Transcribe exactly each line of the entries, from the opening line to the line with "is_dev INTEGER NOT", with both of those lines included.

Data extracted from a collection

>>>

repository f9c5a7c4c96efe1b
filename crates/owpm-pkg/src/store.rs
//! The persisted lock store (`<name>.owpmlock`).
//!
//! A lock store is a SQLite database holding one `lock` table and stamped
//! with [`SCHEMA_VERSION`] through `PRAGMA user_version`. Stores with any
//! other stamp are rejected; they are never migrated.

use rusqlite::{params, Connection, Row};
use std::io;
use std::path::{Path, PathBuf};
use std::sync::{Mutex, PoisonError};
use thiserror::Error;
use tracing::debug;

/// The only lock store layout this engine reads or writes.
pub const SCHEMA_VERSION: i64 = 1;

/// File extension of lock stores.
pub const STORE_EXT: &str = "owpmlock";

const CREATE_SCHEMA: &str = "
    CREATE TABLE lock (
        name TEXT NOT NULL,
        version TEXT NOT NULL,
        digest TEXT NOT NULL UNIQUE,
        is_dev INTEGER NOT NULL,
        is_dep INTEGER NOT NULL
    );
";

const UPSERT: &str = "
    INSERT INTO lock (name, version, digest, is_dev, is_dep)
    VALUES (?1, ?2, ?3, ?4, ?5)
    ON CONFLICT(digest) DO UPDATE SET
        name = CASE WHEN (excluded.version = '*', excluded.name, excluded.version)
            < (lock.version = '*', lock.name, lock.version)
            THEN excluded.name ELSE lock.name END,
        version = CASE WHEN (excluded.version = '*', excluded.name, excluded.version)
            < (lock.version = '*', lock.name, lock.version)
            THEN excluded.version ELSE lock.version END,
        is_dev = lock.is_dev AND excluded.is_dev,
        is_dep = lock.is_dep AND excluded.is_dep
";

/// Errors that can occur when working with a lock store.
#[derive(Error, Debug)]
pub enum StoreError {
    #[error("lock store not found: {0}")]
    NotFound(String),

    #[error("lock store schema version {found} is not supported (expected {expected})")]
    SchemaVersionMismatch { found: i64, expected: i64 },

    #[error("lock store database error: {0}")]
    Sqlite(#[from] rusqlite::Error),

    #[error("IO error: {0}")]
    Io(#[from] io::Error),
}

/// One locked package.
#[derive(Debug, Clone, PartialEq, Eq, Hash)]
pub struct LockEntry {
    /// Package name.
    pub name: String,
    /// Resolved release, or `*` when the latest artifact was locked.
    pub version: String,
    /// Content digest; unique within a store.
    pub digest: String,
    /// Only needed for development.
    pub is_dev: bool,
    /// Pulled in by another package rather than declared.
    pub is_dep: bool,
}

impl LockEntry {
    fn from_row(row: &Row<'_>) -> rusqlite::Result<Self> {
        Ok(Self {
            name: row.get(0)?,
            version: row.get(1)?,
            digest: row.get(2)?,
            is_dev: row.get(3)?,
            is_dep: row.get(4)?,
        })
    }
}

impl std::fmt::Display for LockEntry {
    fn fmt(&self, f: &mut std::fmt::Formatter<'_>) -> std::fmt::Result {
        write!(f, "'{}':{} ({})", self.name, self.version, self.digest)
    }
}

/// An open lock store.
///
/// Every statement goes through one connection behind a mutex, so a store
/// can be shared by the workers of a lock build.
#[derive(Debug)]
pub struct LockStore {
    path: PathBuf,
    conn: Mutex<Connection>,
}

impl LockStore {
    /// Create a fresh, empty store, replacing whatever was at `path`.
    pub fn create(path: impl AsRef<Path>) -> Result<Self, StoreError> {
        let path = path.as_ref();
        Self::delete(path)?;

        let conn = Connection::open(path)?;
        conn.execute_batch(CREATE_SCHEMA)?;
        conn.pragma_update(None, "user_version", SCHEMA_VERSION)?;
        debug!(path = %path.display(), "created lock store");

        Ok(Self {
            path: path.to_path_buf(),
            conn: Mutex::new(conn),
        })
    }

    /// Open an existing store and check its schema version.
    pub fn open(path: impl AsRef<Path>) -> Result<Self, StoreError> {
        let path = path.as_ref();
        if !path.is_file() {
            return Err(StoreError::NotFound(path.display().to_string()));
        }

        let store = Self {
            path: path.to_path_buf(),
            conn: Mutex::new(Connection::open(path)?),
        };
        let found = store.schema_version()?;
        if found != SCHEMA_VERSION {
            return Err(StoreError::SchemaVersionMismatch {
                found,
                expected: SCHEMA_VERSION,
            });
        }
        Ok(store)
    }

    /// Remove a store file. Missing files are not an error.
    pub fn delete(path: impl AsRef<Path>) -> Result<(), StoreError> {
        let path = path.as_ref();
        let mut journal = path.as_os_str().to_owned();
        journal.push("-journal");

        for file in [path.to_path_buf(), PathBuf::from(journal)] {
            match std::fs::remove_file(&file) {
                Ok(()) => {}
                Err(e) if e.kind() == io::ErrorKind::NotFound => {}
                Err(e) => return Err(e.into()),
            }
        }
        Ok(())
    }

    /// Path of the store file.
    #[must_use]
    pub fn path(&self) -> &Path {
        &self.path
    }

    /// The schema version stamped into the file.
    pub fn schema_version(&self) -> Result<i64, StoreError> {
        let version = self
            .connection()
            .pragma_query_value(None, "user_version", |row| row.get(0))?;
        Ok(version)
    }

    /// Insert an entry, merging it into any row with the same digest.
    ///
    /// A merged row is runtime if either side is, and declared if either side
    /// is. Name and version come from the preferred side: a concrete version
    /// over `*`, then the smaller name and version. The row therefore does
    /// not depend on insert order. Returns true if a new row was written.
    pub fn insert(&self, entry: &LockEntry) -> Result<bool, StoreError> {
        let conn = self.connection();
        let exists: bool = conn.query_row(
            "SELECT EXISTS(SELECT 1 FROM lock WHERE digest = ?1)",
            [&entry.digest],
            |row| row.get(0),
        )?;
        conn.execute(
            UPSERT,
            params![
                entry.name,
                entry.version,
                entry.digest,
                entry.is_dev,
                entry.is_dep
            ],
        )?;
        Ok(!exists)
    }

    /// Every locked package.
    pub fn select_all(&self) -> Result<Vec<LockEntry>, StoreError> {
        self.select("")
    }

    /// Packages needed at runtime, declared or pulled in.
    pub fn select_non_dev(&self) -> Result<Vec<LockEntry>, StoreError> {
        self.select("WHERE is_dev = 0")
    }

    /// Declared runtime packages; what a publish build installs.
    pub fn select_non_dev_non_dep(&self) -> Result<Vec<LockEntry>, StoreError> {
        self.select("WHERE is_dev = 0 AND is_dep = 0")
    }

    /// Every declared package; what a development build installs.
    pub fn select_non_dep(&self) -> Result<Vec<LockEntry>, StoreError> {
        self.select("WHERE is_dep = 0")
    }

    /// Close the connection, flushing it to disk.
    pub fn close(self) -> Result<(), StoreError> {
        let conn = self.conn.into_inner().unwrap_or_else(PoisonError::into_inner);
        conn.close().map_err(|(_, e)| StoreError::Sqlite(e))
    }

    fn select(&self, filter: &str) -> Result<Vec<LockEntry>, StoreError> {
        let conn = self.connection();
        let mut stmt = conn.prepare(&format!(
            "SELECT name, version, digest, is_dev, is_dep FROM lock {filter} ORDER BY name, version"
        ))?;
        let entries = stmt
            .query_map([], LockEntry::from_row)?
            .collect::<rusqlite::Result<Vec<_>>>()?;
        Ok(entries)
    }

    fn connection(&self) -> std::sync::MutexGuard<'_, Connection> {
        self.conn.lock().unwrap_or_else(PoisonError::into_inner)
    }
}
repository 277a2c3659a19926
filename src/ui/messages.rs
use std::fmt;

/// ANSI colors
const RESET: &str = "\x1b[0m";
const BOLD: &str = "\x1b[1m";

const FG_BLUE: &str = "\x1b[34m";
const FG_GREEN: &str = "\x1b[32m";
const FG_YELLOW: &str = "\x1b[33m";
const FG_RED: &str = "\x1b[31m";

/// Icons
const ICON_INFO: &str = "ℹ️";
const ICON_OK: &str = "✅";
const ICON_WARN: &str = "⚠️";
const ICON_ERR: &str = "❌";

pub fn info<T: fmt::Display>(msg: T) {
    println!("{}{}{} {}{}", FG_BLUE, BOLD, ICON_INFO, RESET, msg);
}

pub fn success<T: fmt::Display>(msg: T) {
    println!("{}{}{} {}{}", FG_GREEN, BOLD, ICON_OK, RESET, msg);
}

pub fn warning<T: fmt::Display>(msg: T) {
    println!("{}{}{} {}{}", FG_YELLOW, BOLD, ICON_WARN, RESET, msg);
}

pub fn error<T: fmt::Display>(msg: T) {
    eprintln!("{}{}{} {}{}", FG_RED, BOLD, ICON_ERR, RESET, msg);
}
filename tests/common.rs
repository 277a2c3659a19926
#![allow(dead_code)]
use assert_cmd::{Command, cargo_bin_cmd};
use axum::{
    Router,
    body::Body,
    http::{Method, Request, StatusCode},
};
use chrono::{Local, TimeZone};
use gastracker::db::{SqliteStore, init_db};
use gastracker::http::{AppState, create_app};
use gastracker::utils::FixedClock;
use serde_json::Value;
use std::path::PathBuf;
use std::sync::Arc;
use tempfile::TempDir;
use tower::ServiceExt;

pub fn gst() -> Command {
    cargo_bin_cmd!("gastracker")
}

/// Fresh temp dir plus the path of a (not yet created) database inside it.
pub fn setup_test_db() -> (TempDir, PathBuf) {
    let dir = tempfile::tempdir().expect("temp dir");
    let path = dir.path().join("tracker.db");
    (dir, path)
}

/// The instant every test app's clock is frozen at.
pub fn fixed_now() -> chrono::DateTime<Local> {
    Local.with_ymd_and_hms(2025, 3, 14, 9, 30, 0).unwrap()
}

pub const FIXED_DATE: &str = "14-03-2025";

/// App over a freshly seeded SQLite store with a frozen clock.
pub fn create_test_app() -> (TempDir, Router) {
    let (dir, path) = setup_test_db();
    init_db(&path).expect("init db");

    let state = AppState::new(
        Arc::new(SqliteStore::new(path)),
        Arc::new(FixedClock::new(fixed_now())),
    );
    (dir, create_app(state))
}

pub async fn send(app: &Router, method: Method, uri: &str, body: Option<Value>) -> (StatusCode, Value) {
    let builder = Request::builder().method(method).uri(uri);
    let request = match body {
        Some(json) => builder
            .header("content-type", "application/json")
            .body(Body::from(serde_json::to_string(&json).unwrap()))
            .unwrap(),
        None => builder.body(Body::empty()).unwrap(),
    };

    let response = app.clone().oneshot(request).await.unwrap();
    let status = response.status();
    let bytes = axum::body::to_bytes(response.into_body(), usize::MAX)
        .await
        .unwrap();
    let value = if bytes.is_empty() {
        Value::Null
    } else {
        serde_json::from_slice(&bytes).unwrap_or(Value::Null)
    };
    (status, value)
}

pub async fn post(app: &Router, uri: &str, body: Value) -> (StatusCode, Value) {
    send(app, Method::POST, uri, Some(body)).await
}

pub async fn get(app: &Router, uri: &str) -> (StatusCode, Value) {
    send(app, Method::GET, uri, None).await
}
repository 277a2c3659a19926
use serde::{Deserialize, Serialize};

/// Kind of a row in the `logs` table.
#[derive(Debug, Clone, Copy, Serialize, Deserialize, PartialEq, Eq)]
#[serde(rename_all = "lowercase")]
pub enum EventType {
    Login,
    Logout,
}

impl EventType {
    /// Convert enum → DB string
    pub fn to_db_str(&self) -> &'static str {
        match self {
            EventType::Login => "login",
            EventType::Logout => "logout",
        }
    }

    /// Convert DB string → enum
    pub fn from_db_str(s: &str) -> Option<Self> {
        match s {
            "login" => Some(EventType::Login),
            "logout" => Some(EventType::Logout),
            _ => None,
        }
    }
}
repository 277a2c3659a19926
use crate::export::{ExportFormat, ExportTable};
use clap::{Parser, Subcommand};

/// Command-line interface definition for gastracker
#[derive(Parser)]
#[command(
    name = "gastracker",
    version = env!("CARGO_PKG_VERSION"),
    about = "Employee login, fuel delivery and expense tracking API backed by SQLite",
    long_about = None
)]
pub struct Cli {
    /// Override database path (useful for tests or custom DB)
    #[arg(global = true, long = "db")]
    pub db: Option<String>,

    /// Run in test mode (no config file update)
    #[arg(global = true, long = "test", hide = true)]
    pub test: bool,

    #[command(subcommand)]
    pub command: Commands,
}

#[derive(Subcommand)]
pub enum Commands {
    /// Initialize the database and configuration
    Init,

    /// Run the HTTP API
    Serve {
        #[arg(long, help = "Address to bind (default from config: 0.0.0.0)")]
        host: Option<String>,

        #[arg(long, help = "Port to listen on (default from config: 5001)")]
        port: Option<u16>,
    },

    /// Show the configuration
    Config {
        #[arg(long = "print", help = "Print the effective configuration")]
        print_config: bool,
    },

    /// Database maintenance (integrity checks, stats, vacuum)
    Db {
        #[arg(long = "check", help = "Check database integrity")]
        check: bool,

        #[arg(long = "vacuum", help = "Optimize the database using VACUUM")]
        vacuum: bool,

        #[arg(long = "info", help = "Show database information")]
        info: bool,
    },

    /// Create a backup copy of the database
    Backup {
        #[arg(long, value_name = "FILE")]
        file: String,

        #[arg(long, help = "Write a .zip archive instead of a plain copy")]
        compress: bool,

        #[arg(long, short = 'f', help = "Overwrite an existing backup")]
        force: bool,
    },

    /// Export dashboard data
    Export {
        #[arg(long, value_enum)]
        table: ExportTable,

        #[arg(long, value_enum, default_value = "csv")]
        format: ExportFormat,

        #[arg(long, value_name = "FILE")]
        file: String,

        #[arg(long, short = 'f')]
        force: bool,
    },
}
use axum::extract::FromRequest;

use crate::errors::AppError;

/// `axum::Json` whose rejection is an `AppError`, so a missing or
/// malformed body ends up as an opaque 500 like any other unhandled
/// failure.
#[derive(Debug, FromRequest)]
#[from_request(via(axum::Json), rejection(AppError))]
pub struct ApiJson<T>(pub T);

<<<

Exercise output
repository f9c5a7c4c96efe1b
filename crates/owpm-pkg/src/store.rs
//! The persisted lock store (`<name>.owpmlock`).
//!
//! A lock store is a SQLite database holding one `lock` table and stamped
//! with [`SCHEMA_VERSION`] through `PRAGMA user_version`. Stores with any
//! other stamp are rejected; they are never migrated.

use rusqlite::{params, Connection, Row};
use std::io;
use std::path::{Path, PathBuf};
use std::sync::{Mutex, PoisonError};
use thiserror::Error;
use tracing::debug;

/// The only lock store layout this engine reads or writes.
pub const SCHEMA_VERSION: i64 = 1;

/// File extension of lock stores.
pub const STORE_EXT: &str = "owpmlock";

const CREATE_SCHEMA: &str = "
    CREATE TABLE lock (
        name TEXT NOT NULL,
        version TEXT NOT NULL,
        digest TEXT NOT NULL UNIQUE,
        is_dev INTEGER NOT NULL,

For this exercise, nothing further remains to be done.